2) When you get to the Check-in counter:
-Step one: put a smile on your face and be polite. This goes a long way.
-If you're flying in the USA (domestic flights) you have to pay for a bike, even if it's packed up and the size of the bag is smaller than a long-board. Try to get away with it by saying it's "trade show equipment" or "camping gear". This works if you have a bag that does not give away what's inside. When you roll up with a box that says HARO BIKES on each side, it will be harder to convince the person behind the check-in counter.
-Some flights don't take bikes on the plane at all or limit to 5 bikes per plane. Make sure you check on that with the airline before you leave. If they don't let bikes on the plane, option C (the gearbag) is still there.
- On European flights the weight limit is usually 20 kilos. When you've got your bike, some tools and some clothes, the scale will be in the red zone quick. This is where the smile comes in. An other trick get away with paying for overweight is to lean over the bike box and let it rest against the side of the counter while it is sitting on the scale. Not all weight is on the scale this way which should save you a few Newton. You can also try to lift up the box with you foot while it's on the scale but it's hard to keep it steady. Trans Atlantic flights have a 65 kilo limit which gives more room.
- Avoid paying for overweight. It's ridiculously expensive. You usually get away with a few kilos (keep smiling and be polite!!) but if you're unlucky and have to deal with a bastard/bitch, you can be in trouble. Here's a trick, tell them you're going to put some of your gear in a locker. Instead, take all the heavy parts and tools out of your bike box and put it in your hand luggage. You might be carrying around a lot of weight, but at least you've kept the money in your pocket. If you're dealing with a real bastard/bitch, they'll weigh your hand luggage as well (5 kilos max) and you're still fucked.
- While you're at the check-in counter, ask for an Exit seat. It's got more leg room. Also ask for a window seat and wear your hoodie. Put it on, lean against the wall and pretend you're sleeping so you don't have to talk to your neighbor if you don't feel like it.
3) When you arrive at your destiny:
- Once you arrive, your bike might not be on the belt. Don't worry, there's a special section for oversized luggage. Most likely your bike is sitting there.
- Make a name tag and put it on your bike/bag. Don't show the address publicly as they might be robbing your house while you're on your trip (yes there are jerks out there). Save your baggage claim tickets on a safe place. It wouldn't be the first time that your bike does not show up. That's when you need those.
- When you don't put your bike in a box or a bag and your bike does not show up, look behind the flaps of the belt. Most likely you can see that your bike is stuck with the handlebars. The belt is still running and your grips will be ruined but it feels so good to see the bike that you couldn't care less about the grips. Expect the bike to get banged up if you don't box it up.

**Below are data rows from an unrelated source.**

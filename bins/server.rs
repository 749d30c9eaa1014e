use std::process::ExitCode;

use dotenvy::dotenv;
use tracing::{error, info};
use uuid::Uuid;

fn init_logging() {
    // .env first so RUST_LOG and LOG_FORMAT apply
    dotenv().ok();
    common::utils::logging::init_logging_from_env();
    info!(service = "server", event = "logger_init", "tracing subscriber initialized");
}

fn main() -> ExitCode {
    init_logging();

    let service_id = Uuid::new_v4();
    let pid = std::process::id();
    let version = env!("CARGO_PKG_VERSION");

    std::panic::set_hook(Box::new(move |info| {
        error!(
            service = "server",
            event = "panic",
            %service_id,
            pid,
            message = %info,
            "unhandled panic occurred"
        );
    }));

    let cfg = match configs::AppConfig::load_or_env() {
        Ok(cfg) => cfg,
        Err(e) => {
            error!(service = "server", event = "config_invalid", error = %e, "failed to load configuration");
            return ExitCode::FAILURE;
        }
    };

    let worker_threads = cfg.server.worker_threads;

    let mut builder = tokio::runtime::Builder::new_multi_thread();
    builder.enable_all();
    if let Some(w) = worker_threads { builder.worker_threads(w); }

    let rt = match builder.build() {
        Ok(rt) => rt,
        Err(e) => {
            error!(service = "server", event = "runtime_build_failed", error = %e, "failed to build tokio runtime");
            return ExitCode::FAILURE;
        }
    };

    info!(
        service = "server",
        event = "start",
        %service_id,
        pid,
        version,
        host = %cfg.server.host,
        port = cfg.server.port,
        threads = worker_threads.unwrap_or_default(),
        "parking server starting"
    );

    // server::run returns once the shutdown signal has drained connections
    match rt.block_on(server::run(cfg)) {
        Ok(()) => {
            info!(service = "server", event = "stop", %service_id, pid, "server stopped normally");
            ExitCode::SUCCESS
        }
        Err(e) => {
            error!(service = "server", event = "run_failed", error = %e, "server::run returned error");
            ExitCode::FAILURE
        }
    }
}
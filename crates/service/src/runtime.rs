//! Runtime environment helpers
//!
//! Thin wrapper around `common::env` to keep binary crates importing
//! `service::runtime::ensure_env` without depending directly on `common`.

/// Warn on a missing dashboard directory; create the database directory.
pub async fn ensure_env(frontend_dir: &str, database_url: &str) -> anyhow::Result<()> {
    common::env::ensure_env(frontend_dir, database_url).await
}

- Bring the tools you need to put your bike together. That includes a pump. Some small hand pumps are actually quite good and will get you at least to the next gas station or to the contest.
- Here's another tip: When you hate to be questioned by customs, put some dirty underwear, socks and stinky pads on top of your bike so when they open the bag they will send you off......(this has worked for me in the past).
Hope this helps you on your next trip.